Chapter 7 and the invisible reader

It's been a productive day, though I was distracted when I ran out of teabags. I managed to knit chapters five and six onto the earlier bits and now have started chapter 7. I feel the need for less sitting around drinking tea and chatting and more action, so I might scrap today's words and rewrite as something bigger. The bad character is closing in, but I want to work on it. I wish I could just plan!

Thanks to recommendations I received from another blogger I picked up a copy of Between the Lines by Jessica Page Morrell, and the first thing I noticed is that it's a book that speaks to the female fiction writer, which really suits me. A lot of the time, books brimming with ideas are actually aimed at producing a male style of fiction that I neither write nor, very often read. So I recommend it if you are trying to write subtle, rich prose rather than a bodice ripper or a crime thriller. She also recommends Brian Kitely, and I look forward to exploring his writing exercises after my assignment bottleneck has passed.

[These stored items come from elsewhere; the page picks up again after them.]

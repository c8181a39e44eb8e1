//! Health check endpoints
//!
//! Provides endpoints for monitoring and container orchestration:
//! - `/health` - Full health check with per-target status
//! - `/health/ready` - Readiness probe
//! - `/health/live` - Liveness probe

use std::sync::Arc;

use axum::{extract::State, http::StatusCode, Json};
use serde::Serialize;

use crate::{
    health::{HealthRecord, HealthState},
    AppState,
};

/// Health status enum
#[derive(Debug, Clone, Serialize, PartialEq)]
#[serde(rename_all = "lowercase")]
pub enum HealthStatus {
    Healthy,
    Degraded,
    Unhealthy,
}

/// Application statistics
#[derive(Debug, Serialize)]
pub struct HealthStats {
    pub uptime_seconds: u64,
    pub audited_decisions: usize,
}

/// Full health check response
#[derive(Debug, Serialize)]
pub struct HealthResponse {
    pub status: HealthStatus,
    pub version: String,
    pub uptime_seconds: u64,
    pub timestamp: String,
    pub targets: Vec<HealthRecord>,
    pub stats: HealthStats,
}

/// Simple health response for liveness/readiness
#[derive(Debug, Serialize)]
pub struct SimpleHealthResponse {
    pub status: HealthStatus,
}

/// Overall status from the health of every tracked id.
///
/// The service is unhealthy only when neither scoring candidate can be
/// called.
fn overall_status(state: &AppState, records: &[HealthRecord]) -> HealthStatus {
    let usable = |id: &str| {
        records
            .iter()
            .find(|r| r.target_id == id)
            .map(|r| r.state.is_usable())
            .unwrap_or(false)
    };

    let privacy = usable(state.rules.privacy_target().as_str());
    let capability = usable(state.rules.capability_target().as_str());

    if !privacy && !capability {
        HealthStatus::Unhealthy
    } else if records.iter().any(|r| r.state != HealthState::Healthy) {
        HealthStatus::Degraded
    } else {
        HealthStatus::Healthy
    }
}

/// Full health check endpoint
///
/// Returns overall status, version, uptime and the health record of every
/// target and workflow component.
pub async fn health_check(
    State(state): State<Arc<AppState>>,
) -> (StatusCode, Json<HealthResponse>) {
    let (overall, targets) = match state.health.snapshot().await {
        Ok(records) => (overall_status(&state, &records), records),
        Err(_) => (HealthStatus::Unhealthy, Vec::new()),
    };

    let uptime = state.start_time.elapsed().as_secs();

    let response = HealthResponse {
        status: overall.clone(),
        version: env!("CARGO_PKG_VERSION").to_string(),
        uptime_seconds: uptime,
        timestamp: chrono::Utc::now().to_rfc3339(),
        targets,
        stats: HealthStats {
            uptime_seconds: uptime,
            audited_decisions: state.audit.len(),
        },
    };

    let status_code = match overall {
        HealthStatus::Healthy => StatusCode::OK,
        HealthStatus::Degraded => StatusCode::OK,
        HealthStatus::Unhealthy => StatusCode::SERVICE_UNAVAILABLE,
    };

    (status_code, Json(response))
}

/// Readiness probe endpoint
///
/// Ready while at least one scoring candidate is callable.
pub async fn readiness_check(
    State(state): State<Arc<AppState>>,
) -> (StatusCode, Json<SimpleHealthResponse>) {
    let ready = match state.health.snapshot().await {
        Ok(records) => overall_status(&state, &records) != HealthStatus::Unhealthy,
        Err(_) => false,
    };

    if !ready {
        return (
            StatusCode::SERVICE_UNAVAILABLE,
            Json(SimpleHealthResponse {
                status: HealthStatus::Unhealthy,
            }),
        );
    }

    (
        StatusCode::OK,
        Json(SimpleHealthResponse {
            status: HealthStatus::Healthy,
        }),
    )
}

/// Liveness probe endpoint
///
/// Returns 200 OK if the application is alive.
pub async fn liveness_check() -> (StatusCode, Json<SimpleHealthResponse>) {
    (
        StatusCode::OK,
        Json(SimpleHealthResponse {
            status: HealthStatus::Healthy,
        }),
    )
}
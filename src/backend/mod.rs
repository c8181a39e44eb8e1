//! Execution target backends
//!
//! The Adapter tier is the only caller of this module. A backend turns one
//! dispatch into a call against a concrete execution target and returns the
//! target's JSON answer.

pub mod http;

use std::collections::HashMap;
use std::sync::Arc;
use std::time::Duration;

use async_trait::async_trait;
use serde::Serialize;
use serde_json::Value;
use tracing::warn;
use uuid::Uuid;

use crate::{
    error::AppResult,
    rules::{RuleSet, TargetId},
};

pub use http::HttpBackend;

/// One invocation of an execution target
#[derive(Debug, Clone, Serialize)]
pub struct BackendCall {
    pub correlation_id: Uuid,
    pub target: TargetId,
    #[serde(skip_serializing_if = "Option::is_none")]
    pub model: Option<String>,
    #[serde(skip_serializing_if = "Option::is_none")]
    pub component: Option<String>,
    pub payload: Arc<Value>,
    /// Budget left for this call
    #[serde(rename = "timeout_ms", serialize_with = "serialize_millis")]
    pub timeout: Duration,
}

fn serialize_millis<S: serde::Serializer>(d: &Duration, s: S) -> Result<S::Ok, S::Error> {
    s.serialize_u64(d.as_millis() as u64)
}

/// Trait for execution target backends
///
/// Implementations must map every target-side failure to
/// [`AppError::Backend`](crate::error::AppError::Backend) so the caller can
/// tell it apart from routing and wiring errors.
#[async_trait]
pub trait TargetBackend: Send + Sync {
    /// Backend name for logging
    fn name(&self) -> &str;

    async fn invoke(&self, call: BackendCall) -> AppResult<Value>;
}

/// Backends keyed by target id
#[derive(Clone, Default)]
pub struct BackendRegistry {
    backends: HashMap<TargetId, Arc<dyn TargetBackend>>,
}

impl BackendRegistry {
    pub fn new() -> Self {
        Self::default()
    }

    /// Register (or replace) the backend of a target
    pub fn with(mut self, target: impl Into<TargetId>, backend: Arc<dyn TargetBackend>) -> Self {
        self.backends.insert(target.into(), backend);
        self
    }

    pub fn get(&self, target: &TargetId) -> Option<Arc<dyn TargetBackend>> {
        self.backends.get(target).cloned()
    }

    pub fn len(&self) -> usize {
        self.backends.len()
    }

    pub fn is_empty(&self) -> bool {
        self.backends.is_empty()
    }

    /// HTTP backends for every target that declares an endpoint
    pub fn from_rules(rules: &RuleSet, client: reqwest::Client) -> Self {
        let mut registry = Self::new();
        for target in rules.targets() {
            match rules.endpoint(target) {
                Some(endpoint) => {
                    let backend = HttpBackend::new(client.clone(), target.clone(), endpoint);
                    registry = registry.with(target.clone(), Arc::new(backend));
                }
                None => warn!(
                    target_id = %target,
                    "Target has no endpoint, dispatches to it will fail"
                ),
            }
        }
        registry
    }
}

One things I'm benefiting from at the moment is the input of fellow students who are willing to exchange work for editing/critiquing. I'm finding this incredibly helpful, and even if I (and they) don't agree with every suggestion (which is all they are) we are getting rare insights into how the reader receives the work. It's no good me thinking I'm come up with something really clever if the reader doesn't get it! I've always though that art, any art, is empty without the viewer. A picture on a wall is nothing, but when someone looks at it, it becomes something to that viewer. I think writing is like that, my ideas, my story acting itself out in my head, gets approximately and thinly translated into black and white marks on the screen or page, then someone else with a rich and varied imagination uses those words as a starting point to create their own story. If their story relates to mine, great. More importantly, does their story progress, is it satisfying for them? Ultimately, I write stories because I want to know what happens to the characters. Editing and rewriting gives me a chance to share that story with someone else, bringing it to life as a piece of fiction rather than an elaborate daydream. So, thank you ladies, I appreciate your help enormously.